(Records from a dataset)

%%

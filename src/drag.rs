//! Drag gestures: `drag_start` lifts the card, `hover` previews the new slot
//! within the card's own list, `drop` commits. A hover over another list
//! (a different parent, or the canvas for a subtask) is only remembered and
//! becomes an attach or detach on drop.

use std::time::{Duration, Instant};

use tracing::debug;

use crate::board::{Board, BoardError, Outcome};
use crate::model::{OrderContext, Position, TaskId};
use crate::util::timing::Throttle;

#[derive(Debug, Clone, PartialEq)]
struct Gesture {
    item: TaskId,
    origin: OrderContext,
    /// Order of `origin` when the gesture began
    prior: Vec<TaskId>,
    /// Latest hover target, applied or not
    target: Option<(OrderContext, Position)>,
}

#[derive(Debug)]
pub struct DragController {
    throttle: Throttle,
    gesture: Option<Gesture>,
}

impl DragController {
    pub fn new(frame_interval: Duration) -> Self {
        DragController {
            throttle: Throttle::new(frame_interval),
            gesture: None,
        }
    }

    pub fn for_board(board: &Board) -> Self {
        DragController::new(Duration::from_millis(board.config().drag.frame_interval_ms))
    }

    pub fn is_dragging(&self) -> bool {
        self.gesture.is_some()
    }

    /// Begin dragging `item`. The card is brought to the front first.
    pub fn drag_start(&mut self, board: &mut Board, item: &TaskId) -> Result<Outcome, BoardError> {
        let Some(origin) = board.store().context_of(item) else {
            debug!(task = %item, "drag of missing task ignored");
            return Ok(Outcome::Ignored);
        };
        let prior = board.order_of(&origin).unwrap_or_default();
        let lifted = board.bring_to_front(item)?;
        self.throttle.reset();
        self.gesture = Some(Gesture {
            item: item.clone(),
            origin,
            prior,
            target: None,
        });
        Ok(lifted)
    }

    /// Record a hover target. Targets in the dragged card's own list are
    /// previewed at most once per frame. Returns whether the order changed.
    pub fn hover(
        &mut self,
        board: &mut Board,
        item: &TaskId,
        context: OrderContext,
        position: Position,
        now: Instant,
    ) -> Result<bool, BoardError> {
        let Some(gesture) = self.gesture.as_mut().filter(|g| &g.item == item) else {
            return Ok(false);
        };
        gesture.target = Some((context.clone(), position.clone()));
        if context != gesture.origin || !self.throttle.ready(now) {
            return Ok(false);
        }
        board.move_temporary(item, &context, &position)
    }

    /// Finish the gesture: apply the latest hover, then persist it
    pub fn drop(&mut self, board: &mut Board, item: &TaskId) -> Result<Outcome, BoardError> {
        let Some(gesture) = self.gesture.take().filter(|g| &g.item == item) else {
            return Ok(Outcome::Ignored);
        };
        let Some((context, position)) = gesture.target else {
            return Ok(Outcome::Local);
        };

        if context == gesture.origin {
            board.move_temporary(item, &context, &position)?;
            return board.commit_order(&context, gesture.prior);
        }

        match context {
            OrderContext::Parent(parent) => board.attach_child(item, &parent, position),
            OrderContext::Space(_) => {
                let Some((x, y)) = board.task(item).map(|t| (t.x, t.y)) else {
                    return Ok(Outcome::Ignored);
                };
                board.detach_to_root(item, x, y, position)
            }
        }
    }

    /// Abandon the gesture and put the previewed order back
    pub fn cancel(&mut self, board: &mut Board) {
        let Some(gesture) = self.gesture.take() else {
            return;
        };
        for (i, id) in gesture.prior.iter().enumerate() {
            let position = match i {
                0 => Position::Start,
                _ => Position::After(gesture.prior[i - 1].clone()),
            };
            if let Err(e) = board.move_temporary(id, &gesture.origin, &position) {
                debug!(error = %e, "order restore skipped");
            }
        }
    }
}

%%

▶ _Task to complete_: Beginning with the top line of the data above, output every line exactly until the one that contains "detach on drop.", and include that one too.

▶ _Written reply_:
filename src/drag.rs
//! Drag gestures: `drag_start` lifts the card, `hover` previews the new slot
//! within the card's own list, `drop` commits. A hover over another list
//! (a different parent, or the canvas for a subtask) is only remembered and
//! becomes an attach or detach on drop.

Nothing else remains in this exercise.